Saved entries
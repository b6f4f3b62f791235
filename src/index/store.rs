//! On-disk form of an embedding index: one JSON document per index.

use std::collections::BTreeMap;
use std::path::{Path, PathBuf};

use chrono::{DateTime, Utc};
use serde::{Deserialize, Serialize};

use crate::error::Result;

pub const SCHEMA_VERSION: u32 = 1;

/// Line metadata carried only by chunks of the code index.
#[derive(Debug, Clone, PartialEq, Serialize, Deserialize)]
pub struct CodeSpan {
    pub line_start: u32,
    pub line_end: u32,
    #[serde(default, skip_serializing_if = "Option::is_none")]
    pub enclosing_context: Option<String>,
    #[serde(default, skip_serializing_if = "Option::is_none")]
    pub language: Option<String>,
}

#[derive(Debug, Clone, Serialize, Deserialize)]
pub struct Chunk {
    pub id: String,
    pub file_path: String,
    pub content: String,
    pub embedding: Vec<f32>,
    #[serde(default, skip_serializing_if = "Option::is_none")]
    pub source_modified_at: Option<DateTime<Utc>>,
    #[serde(default, skip_serializing_if = "Option::is_none")]
    pub code: Option<CodeSpan>,
}

#[derive(Debug, Clone, PartialEq, Serialize, Deserialize)]
pub struct FileRecord {
    pub mtime: DateTime<Utc>,
    pub chunk_count: usize,
    #[serde(default, skip_serializing_if = "Option::is_none")]
    pub language: Option<String>,
}

#[derive(Debug, Clone, Serialize, Deserialize)]
pub struct IndexFile {
    pub schema_version: u32,
    pub embedding_model_id: String,
    pub chunks: Vec<Chunk>,
    pub file_records: BTreeMap<String, FileRecord>,
    #[serde(default)]
    pub last_full_index_at: Option<DateTime<Utc>>,
}

impl IndexFile {
    pub fn empty(model_id: &str) -> Self {
        Self {
            schema_version: SCHEMA_VERSION,
            embedding_model_id: model_id.to_string(),
            chunks: Vec::new(),
            file_records: BTreeMap::new(),
            last_full_index_at: None,
        }
    }
}

/// Read an index file.
///
/// A missing file, a file that does not parse, and a file written by another
/// schema version or embedding model all come back as an empty index; the
/// next save overwrites it.
pub async fn load(path: &Path, model_id: &str) -> IndexFile {
    let bytes = match tokio::fs::read(path).await {
        Ok(b) => b,
        Err(e) if e.kind() == std::io::ErrorKind::NotFound => {
            return IndexFile::empty(model_id);
        }
        Err(e) => {
            tracing::warn!("could not read index {}: {e}; starting empty", path.display());
            return IndexFile::empty(model_id);
        }
    };

    match serde_json::from_slice::<IndexFile>(&bytes) {
        Ok(file) if file.schema_version != SCHEMA_VERSION => {
            tracing::warn!(
                "index {} has schema v{}, expected v{SCHEMA_VERSION}; starting empty",
                path.display(),
                file.schema_version
            );
            IndexFile::empty(model_id)
        }
        Ok(file) if file.embedding_model_id != model_id => {
            tracing::warn!(
                "index {} was built with {}, now using {model_id}; starting empty",
                path.display(),
                file.embedding_model_id
            );
            IndexFile::empty(model_id)
        }
        Ok(file) => file,
        Err(e) => {
            tracing::warn!("index {} is corrupt ({e}); starting empty", path.display());
            IndexFile::empty(model_id)
        }
    }
}

/// Write the serialized index next to `path` and rename it into place, so a
/// reader or a crash never observes a half-written file.
pub async fn save_atomic(path: &Path, bytes: &[u8]) -> Result<()> {
    if let Some(parent) = path.parent() {
        tokio::fs::create_dir_all(parent).await?;
    }
    let tmp = temp_path(path);
    tokio::fs::write(&tmp, bytes).await?;
    if let Err(e) = tokio::fs::rename(&tmp, path).await {
        let _ = tokio::fs::remove_file(&tmp).await;
        return Err(e.into());
    }
    Ok(())
}

fn temp_path(path: &Path) -> PathBuf {
    let mut name = path
        .file_name()
        .map(|n| n.to_os_string())
        .unwrap_or_default();
    name.push(format!(".tmp-{}", std::process::id()));
    path.with_file_name(name)
}
//! Query-side composition: similarity search across projects, related-file
//! lookup, token budgets, freshness, and starting indexing jobs.

pub mod budget;
pub mod fallback;

use std::collections::HashMap;
use std::path::{Path, PathBuf};
use std::sync::Arc;
use std::time::Duration;

use chrono::{DateTime, Utc};
use serde::Serialize;
use tokio::sync::Mutex;

use crate::config::AppConfig;
use crate::embed::ProviderCache;
use crate::embed::nomic::NomicLoader;
use crate::error::{AppError, Result};
use crate::graph::imports::normalize;
use crate::graph::{GraphCache, RelatedFile, RelatedOptions, find_related};
use crate::index::{ChunkPolicy, CodeSpan, EmbeddingIndex, IndexKind, IndexStats};
use crate::indexer::IndexRun;
use crate::indexer::deletions::{DeletedPathsFile, DeletionSource};
use crate::indexer::parser::{ContextExtractor, TreeSitterContext};
use crate::indexer::walker::SkipRulesCache;
use crate::jobs::{IndexingProgress, JobScheduler, StartOutcome};
use crate::registry::{Project, ProjectRegistry};

use budget::apply_budget;
use fallback::{LiteralMatch, literal_search};

#[derive(Debug, Clone, Copy, Default)]
pub struct SearchOptions {
    /// Falls back to `search.default_limit`
    pub limit: Option<usize>,
    pub min_score: Option<f32>,
    pub max_tokens: Option<usize>,
}

#[derive(Debug, Clone, Copy, PartialEq, Eq, Serialize)]
#[serde(rename_all = "snake_case")]
pub enum SearchMode {
    Semantic,
    Literal,
}

#[derive(Debug, Clone, Serialize)]
pub struct SearchHit {
    pub project: String,
    /// Relative to the project root
    pub file: PathBuf,
    pub score: f32,
    pub content: String,
    #[serde(skip_serializing_if = "Option::is_none")]
    pub code: Option<CodeSpan>,
}

#[derive(Debug, Clone, Serialize)]
pub struct Freshness {
    pub project: String,
    pub last_indexed_at: Option<DateTime<Utc>>,
    pub index_age_seconds: Option<i64>,
    pub indexing_in_progress: bool,
    #[serde(skip_serializing_if = "Option::is_none")]
    pub advisory: Option<String>,
}

#[derive(Debug, Clone, Serialize)]
pub struct SearchResponse {
    pub mode: SearchMode,
    pub hits: Vec<SearchHit>,
    #[serde(skip_serializing_if = "Vec::is_empty")]
    pub literal_matches: Vec<LiteralMatch>,
    pub truncated: bool,
    pub total_tokens: usize,
    pub freshness: Vec<Freshness>,
}

#[derive(Debug, Clone, Serialize)]
pub struct IndexStatus {
    pub project: String,
    pub semantic_search: bool,
    pub progress: IndexingProgress,
    pub knowledge: IndexStats,
    pub code: IndexStats,
    pub freshness: Freshness,
}

#[derive(Clone)]
struct ProjectIndexes {
    knowledge: Arc<EmbeddingIndex>,
    code: Arc<EmbeddingIndex>,
}

impl ProjectIndexes {
    fn get(&self, kind: IndexKind) -> &Arc<EmbeddingIndex> {
        match kind {
            IndexKind::Knowledge => &self.knowledge,
            IndexKind::Code => &self.code,
        }
    }
}

/// Owns every cache and collaborator; the CLI and the HTTP server each hold
/// one of these.
pub struct Orchestrator {
    config: AppConfig,
    registry: ProjectRegistry,
    providers: Arc<ProviderCache>,
    scheduler: JobScheduler,
    graphs: GraphCache,
    skip_rules: SkipRulesCache,
    context: Arc<dyn ContextExtractor>,
    deletions: Arc<dyn DeletionSource>,
    indexes: Mutex<HashMap<String, ProjectIndexes>>,
}

impl Orchestrator {
    /// Must be called from within a tokio runtime.
    pub fn new(
        config: AppConfig,
        registry: ProjectRegistry,
        providers: Arc<ProviderCache>,
        context: Arc<dyn ContextExtractor>,
        deletions: Arc<dyn DeletionSource>,
    ) -> Self {
        let scheduler = JobScheduler::new(config.index.yield_every);
        let graphs = GraphCache::new(
            Duration::from_secs(config.graph.cache_ttl_secs),
            config.graph.extensions.clone(),
            config.index.skip_dirs.clone(),
        );
        let skip_rules = SkipRulesCache::new(
            Duration::from_secs(config.index.skip_rules_ttl_secs),
            config.index.skip_dirs.clone(),
            config.index.default_excludes.clone(),
        );
        Self {
            config,
            registry,
            providers,
            scheduler,
            graphs,
            skip_rules,
            context,
            deletions,
            indexes: Mutex::new(HashMap::new()),
        }
    }

    /// Candle embeddings, tree-sitter context and the deleted-paths file.
    pub fn with_defaults(config: AppConfig, registry: ProjectRegistry) -> Self {
        Self::new(
            config,
            registry,
            Arc::new(ProviderCache::new(Arc::new(NomicLoader))),
            Arc::new(TreeSitterContext),
            Arc::new(DeletedPathsFile),
        )
    }

    pub fn registry(&self) -> &ProjectRegistry {
        &self.registry
    }

    pub fn scheduler(&self) -> &JobScheduler {
        &self.scheduler
    }

    async fn indexes(&self, project: &Project) -> ProjectIndexes {
        let mut indexes = self.indexes.lock().await;
        if let Some(open) = indexes.get(&project.name) {
            return open.clone();
        }

        let policy = ChunkPolicy {
            size: self.config.index.chunk_size,
            overlap: self.config.index.chunk_overlap,
            min_len: self.config.index.min_chunk,
        };
        let interval = self.config.index.save_interval();
        let open = |kind: IndexKind| {
            EmbeddingIndex::open(
                kind,
                project.index_path(kind),
                &project.model_id,
                Arc::clone(&self.providers),
                policy,
                interval,
            )
        };
        let knowledge = Arc::new(open(IndexKind::Knowledge).await);
        let code = Arc::new(open(IndexKind::Code).await);

        let opened = ProjectIndexes { knowledge, code };
        indexes.insert(project.name.clone(), opened.clone());
        opened
    }

    pub async fn search_knowledge(
        &self,
        query: &str,
        project: Option<&str>,
        options: SearchOptions,
    ) -> Result<SearchResponse> {
        self.search(IndexKind::Knowledge, query, project, options).await
    }

    pub async fn search_code(
        &self,
        query: &str,
        project: Option<&str>,
        options: SearchOptions,
    ) -> Result<SearchResponse> {
        self.search(IndexKind::Code, query, project, options).await
    }

    async fn search(
        &self,
        kind: IndexKind,
        query: &str,
        project: Option<&str>,
        options: SearchOptions,
    ) -> Result<SearchResponse> {
        let scope = self.registry.scope(project)?;
        let limit = options.limit.unwrap_or(self.config.search.default_limit);
        let min_score = options.min_score.or(self.config.search.min_score);
        let max_tokens = options.max_tokens.or(self.config.search.max_tokens);

        let mut freshness = Vec::with_capacity(scope.len());
        for p in &scope {
            freshness.push(self.freshness(p).await);
        }

        let semantic: Vec<&Project> = scope.iter().copied().filter(|p| p.semantic_search).collect();
        if semantic.is_empty() {
            let matches = self.literal(kind, &scope, query, limit).await?;
            let budgeted = apply_budget(matches, max_tokens, |m| m.text.as_str());
            return Ok(SearchResponse {
                mode: SearchMode::Literal,
                hits: Vec::new(),
                literal_matches: budgeted.items,
                truncated: budgeted.truncated,
                total_tokens: budgeted.total_tokens,
                freshness,
            });
        }

        let mut hits = Vec::new();
        for p in semantic {
            let index = self.indexes(p).await.get(kind).clone();
            for chunk in index.search(query, limit).await? {
                if min_score.is_some_and(|min| chunk.score < min) {
                    continue;
                }
                hits.push(SearchHit {
                    project: p.name.clone(),
                    file: p.relative(Path::new(&chunk.file_path)),
                    score: chunk.score,
                    content: chunk.content,
                    code: chunk.code,
                });
            }
        }
        hits.sort_by(|a, b| b.score.total_cmp(&a.score));
        hits.truncate(limit);

        let budgeted = apply_budget(hits, max_tokens, |h| h.content.as_str());
        tracing::debug!(
            "{kind:?} search {query:?}: {} hits, {} tokens",
            budgeted.items.len(),
            budgeted.total_tokens
        );
        Ok(SearchResponse {
            mode: SearchMode::Semantic,
            hits: budgeted.items,
            literal_matches: Vec::new(),
            truncated: budgeted.truncated,
            total_tokens: budgeted.total_tokens,
            freshness,
        })
    }

    async fn literal(
        &self,
        kind: IndexKind,
        scope: &[&Project],
        query: &str,
        limit: usize,
    ) -> Result<Vec<LiteralMatch>> {
        let extensions = match kind {
            IndexKind::Knowledge => self.config.index.all_extensions(),
            IndexKind::Code => self.config.index.code_extensions.clone(),
        };
        let mut matches = Vec::new();
        for p in scope {
            let rules = self.skip_rules.rules_for(&p.root);
            let (extensions, query) = (extensions.clone(), query.to_string());
            let found = tokio::task::spawn_blocking(move || {
                literal_search(&rules, &extensions, &query, limit)
            })
            .await
            .map_err(|e| anyhow::anyhow!("literal search failed: {e}"))?;
            matches.extend(found);
        }
        Ok(matches)
    }

    /// Files related to `path` through resolved imports, relative to the
    /// project root. `path` may be relative to the root or absolute.
    pub async fn find_related_files(
        &self,
        path: &Path,
        project: &str,
        options: RelatedOptions,
    ) -> Result<Vec<RelatedFile>> {
        let project = self.registry.get(project)?;
        let absolute = normalize(&project.root.join(path));

        let graph = self.graphs.graph_for(&project.root).await?;
        Ok(find_related(&absolute, &graph, options)
            .into_iter()
            .map(|mut related| {
                related.file = project.relative(&related.file);
                related
            })
            .collect())
    }

    /// Start a background indexing pass for `project`. Fails without starting
    /// a job when the project is unknown, has semantic search disabled, or its
    /// root is gone.
    pub async fn run_indexing(&self, project: &str, force: bool, clean: bool) -> Result<StartOutcome> {
        let project = self.registry.get(project)?.clone();
        if !project.semantic_search {
            return Err(AppError::IndexingDisabled(project.name));
        }
        if !project.root.is_dir() {
            return Err(AppError::RootMissing(project.root.display().to_string()));
        }

        let indexes = self.indexes(&project).await;
        self.graphs.invalidate(&project.root);
        let name = project.name.clone();
        let run = IndexRun {
            rules: self.skip_rules.rules_for(&project.root),
            project,
            knowledge: indexes.knowledge,
            code: indexes.code,
            deletions: Arc::clone(&self.deletions),
            context: Arc::clone(&self.context),
            config: self.config.index.clone(),
            force,
            clean,
        };
        Ok(self
            .scheduler
            .start(&name, move |ctx| async move { run.run(ctx).await.map(|_| ()) }))
    }

    pub async fn freshness(&self, project: &Project) -> Freshness {
        let in_progress = self.scheduler.is_running(&project.name);
        let mut last = self.scheduler.last_completed_at(&project.name);
        if last.is_none() && project.semantic_search {
            last = self.indexes(project).await.knowledge.stats().await.last_full_index_at;
        }
        Freshness {
            project: project.name.clone(),
            last_indexed_at: last,
            index_age_seconds: last.map(|t| (Utc::now() - t).num_seconds().max(0)),
            indexing_in_progress: in_progress,
            advisory: in_progress.then(|| {
                format!(
                    "indexing of {} is in progress; results may be incomplete",
                    project.name
                )
            }),
        }
    }

    pub async fn index_status(&self, project: &str) -> Result<IndexStatus> {
        let project = self.registry.get(project)?;
        let indexes = self.indexes(project).await;
        Ok(IndexStatus {
            project: project.name.clone(),
            semantic_search: project.semantic_search,
            progress: self.scheduler.progress(&project.name),
            knowledge: indexes.knowledge.stats().await,
            code: indexes.code.stats().await,
            freshness: self.freshness(project).await,
        })
    }

    /// Drop cached graphs, skip rules and loaded models.
    pub async fn clear_caches(&self) {
        self.graphs.clear();
        self.skip_rules.clear();
        self.providers.clear().await;
    }

    /// Cancel running jobs, wait for them to stop, and save every open index.
    pub async fn shutdown(&self) {
        self.scheduler.abort_all();
        self.scheduler.join_all().await;
        let open: Vec<ProjectIndexes> = self.indexes.lock().await.values().cloned().collect();
        for indexes in open {
            for index in [&indexes.knowledge, &indexes.code] {
                if let Err(e) = index.flush().await {
                    tracing::warn!("could not save {}: {e}", index.path().display());
                }
            }
        }
        tracing::info!("shutdown complete");
    }
}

Work to complete: Each line above holding the string "ProjectRegistry" counts once; please report the total and nothing more.

Result of this exercise: 5